Complete step by step solution:
In mathematics, the limit comparison test is a method of testing for the convergence of infinite series.
Now suppose that we have two series given
$\sum {_n{A_n}}$ and $\sum {_n{B_n}}$ where ${A_n} \geqslant 0,{B_n} > 0$ for all the n.
Then if $\mathop {\lim }\limits_{n \to \infty } \dfrac{{{A_n}}}{{{B_{_n}}}} = L$ with $0 < L < \infty$,
then either both series diverge or both series converge.
Now,
If $L < \infty$and $\sum\limits_{n = 0}^\infty {{B_n}}$ converges, then $\sum\limits_{n = 0}^\infty {{A_n}}$ also converges.
If $L > 0$and $\sum\limits_{n = 0}^\infty {{B_n}}$ diverges to $\infty$, then $\sum\limits_{n = 0}^\infty {{A_n}}$ also converges.
Now let’s consider a series ${A_n}$ for as $\sum\limits_{n = 1}^\infty {\dfrac{2}{{{n^3} - 4}}}$.Now if I compare with $\dfrac{1}{{{n^3}}}$ as another series i.e${B_n}$
but $\dfrac{1}{{{n^3} - 4}}$ is not $\leqslant \dfrac{1}{{{n^3}}}$ for all n.
So now dividing the series of ${A_n}$ and ${B_n}$
$\mathop {\lim }\limits_{n \to \infty } \dfrac{{\dfrac{2}{{{n^3} - 4}}}}{{\dfrac{1}{{{n^3}}}}} = \dfrac{2}{{{n^3} - 4}} \times \dfrac{{{n^3}}}{1} = \dfrac{{2{n^3}}}{{{n^3} - 4}}$
Now if the power of the numerator is the same as in the denominator then we take the ratio of coefficients $\dfrac{2}{1}$. Since it turns out to be a positive finite number then both series do the same thing.
We know that ${B_n} = \sum\limits_{n = 1}^\infty {\dfrac{1}{{{n^3}}}}$is converging then the original series is also converging.
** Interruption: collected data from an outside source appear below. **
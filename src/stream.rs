//! Audio stream variants and best-variant selection
//!
//! A play-url document lists audio tracks in three places:
//! - `dash.audio[]` - the regular 64K/132K/192K tracks
//! - `dash.dolby.audio[]` - Dolby Atmos tracks (optional)
//! - `dash.flac.audio` - the Hi-Res lossless track (optional, a single object)
//!
//! Documents using the legacy single-file layout (`durl`) carry no separate
//! audio track and yield no variants.

use serde::{Deserialize, Serialize};
use serde_json::Value;

/// Audio quality tier
///
/// Declaration order is the selection order (lowest first). The platform's
/// numeric ids are opaque and are only used for lookup, never compared.
#[derive(Clone, Copy, Debug, PartialEq, Eq, PartialOrd, Ord, Hash, Serialize, Deserialize)]
pub enum AudioQuality {
    /// 64 kbps
    #[serde(rename = "64K")]
    K64,
    /// 132 kbps
    #[serde(rename = "132K")]
    K132,
    /// 192 kbps
    #[serde(rename = "192K")]
    K192,
    /// Hi-Res lossless
    #[serde(rename = "HI_RES")]
    HiRes,
    /// Dolby Atmos
    #[serde(rename = "DOLBY")]
    Dolby,
}

impl AudioQuality {
    /// All tiers, highest first (the scan order used by [`StreamSource::best_variant`])
    pub const PRIORITY: [AudioQuality; 5] = [
        AudioQuality::Dolby,
        AudioQuality::HiRes,
        AudioQuality::K192,
        AudioQuality::K132,
        AudioQuality::K64,
    ];

    /// Map a platform quality id to a tier
    pub fn from_id(id: i64) -> Option<Self> {
        match id {
            30216 => Some(AudioQuality::K64),
            30232 => Some(AudioQuality::K132),
            30280 => Some(AudioQuality::K192),
            30251 => Some(AudioQuality::HiRes),
            30250 => Some(AudioQuality::Dolby),
            _ => None,
        }
    }

    /// The platform quality id of this tier
    pub fn id(&self) -> i64 {
        match self {
            AudioQuality::K64 => 30216,
            AudioQuality::K132 => 30232,
            AudioQuality::K192 => 30280,
            AudioQuality::HiRes => 30251,
            AudioQuality::Dolby => 30250,
        }
    }

    /// Short label used in file names ("64K", "HI_RES", ...)
    pub fn name(&self) -> &'static str {
        match self {
            AudioQuality::K64 => "64K",
            AudioQuality::K132 => "132K",
            AudioQuality::K192 => "192K",
            AudioQuality::HiRes => "HI_RES",
            AudioQuality::Dolby => "DOLBY",
        }
    }
}

impl std::fmt::Display for AudioQuality {
    fn fmt(&self, f: &mut std::fmt::Formatter<'_>) -> std::fmt::Result {
        f.write_str(self.name())
    }
}

impl std::str::FromStr for AudioQuality {
    type Err = crate::error::Error;

    fn from_str(s: &str) -> Result<Self, Self::Err> {
        match s.trim().to_ascii_uppercase().as_str() {
            "64K" => Ok(AudioQuality::K64),
            "132K" => Ok(AudioQuality::K132),
            "192K" => Ok(AudioQuality::K192),
            "HI_RES" | "HIRES" | "FLAC" => Ok(AudioQuality::HiRes),
            "DOLBY" => Ok(AudioQuality::Dolby),
            other => Err(crate::error::Error::InvalidInput(format!(
                "unknown audio quality: {}",
                other
            ))),
        }
    }
}

/// One downloadable audio track
#[derive(Clone, Debug, PartialEq, Eq, Serialize, Deserialize)]
pub struct StreamVariant {
    /// Primary URL
    pub url: String,
    /// Mirror URLs listed by the platform
    pub backup_urls: Vec<String>,
    /// Raw platform quality id
    pub quality_id: i64,
    /// Tier, when the id is a known one
    pub quality: Option<AudioQuality>,
}

impl StreamVariant {
    /// Label for file names; unknown tiers use the raw id
    pub fn quality_label(&self) -> String {
        match self.quality {
            Some(q) => q.name().to_string(),
            None => self.quality_id.to_string(),
        }
    }
}

/// Audio variants extracted from one play-url document
#[derive(Clone, Debug, Default, PartialEq, Eq)]
pub struct StreamSource {
    variants: Vec<StreamVariant>,
}

impl StreamSource {
    /// Extract audio variants from a play-url document
    ///
    /// Accepts either the full response envelope or its `data` object.
    pub fn from_document(document: &Value) -> Self {
        let data = document
            .get("data")
            .filter(|d| d.is_object())
            .unwrap_or(document);

        let Some(dash) = data.get("dash").filter(|d| d.is_object()) else {
            if data.get("durl").is_some() {
                tracing::debug!("play-url document uses the legacy durl layout, no audio tracks");
            }
            return Self::default();
        };

        let mut variants = Vec::new();

        if let Some(tracks) = dash.get("audio").and_then(Value::as_array) {
            variants.extend(tracks.iter().filter_map(parse_track));
        }
        if let Some(tracks) = dash
            .get("dolby")
            .and_then(|d| d.get("audio"))
            .and_then(Value::as_array)
        {
            variants.extend(tracks.iter().filter_map(parse_track));
        }
        if let Some(track) = dash
            .get("flac")
            .and_then(|f| f.get("audio"))
            .filter(|a| a.is_object())
        {
            variants.extend(parse_track(track));
        }

        Self { variants }
    }

    /// Build a source from already-parsed variants
    pub fn from_variants(variants: Vec<StreamVariant>) -> Self {
        Self { variants }
    }

    /// All variants in document order
    pub fn list_variants(&self) -> &[StreamVariant] {
        &self.variants
    }

    /// Consume the source, returning its variants
    pub fn into_variants(self) -> Vec<StreamVariant> {
        self.variants
    }

    /// Whether the document had no audio tracks
    pub fn is_empty(&self) -> bool {
        self.variants.is_empty()
    }

    /// First variant of exactly the given tier
    pub fn variant_for(&self, quality: AudioQuality) -> Option<&StreamVariant> {
        self.variants.iter().find(|v| v.quality == Some(quality))
    }

    /// Best variant at or below `ceiling`
    ///
    /// Tiers are scanned from highest to lowest; within a tier the first variant
    /// in document order wins. When no known tier qualifies, the first variant
    /// with an unrecognised tier is returned. A known tier above the ceiling is
    /// never returned.
    pub fn best_variant(&self, ceiling: Option<AudioQuality>) -> Option<&StreamVariant> {
        for tier in AudioQuality::PRIORITY {
            if ceiling.is_some_and(|c| tier > c) {
                continue;
            }
            if let Some(v) = self.variant_for(tier) {
                return Some(v);
            }
        }
        self.variants.iter().find(|v| v.quality.is_none())
    }
}

fn parse_track(track: &Value) -> Option<StreamVariant> {
    let quality_id = track.get("id").and_then(Value::as_i64)?;

    let backup_urls: Vec<String> = track
        .get("backupUrl")
        .or_else(|| track.get("backup_url"))
        .and_then(Value::as_array)
        .map(|urls| {
            urls.iter()
                .filter_map(Value::as_str)
                .map(str::to_string)
                .collect()
        })
        .unwrap_or_default();

    let url = track
        .get("baseUrl")
        .or_else(|| track.get("base_url"))
        .and_then(Value::as_str)
        .filter(|u| !u.is_empty())
        .map(str::to_string)
        .or_else(|| backup_urls.first().cloned())?;

    Some(StreamVariant {
        url,
        backup_urls,
        quality_id,
        quality: AudioQuality::from_id(quality_id),
    })
}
Note: If we want to know something about the series $\sum {{a_n}}$ , the limit comparison test suggests that we should look for an appropriate series $\sum {{b_n}}$, where the underlying sequences ${a_n}$ and ${b_n}$ behave similarly in the sense that $\mathop {\lim }\limits_{n \to \infty } \dfrac{{{a_n}}}{{{b_n}}}$ exists. That is, if we understand how $\sum {{b_n}}$behaves then we understand $\sum {{a_n}}$.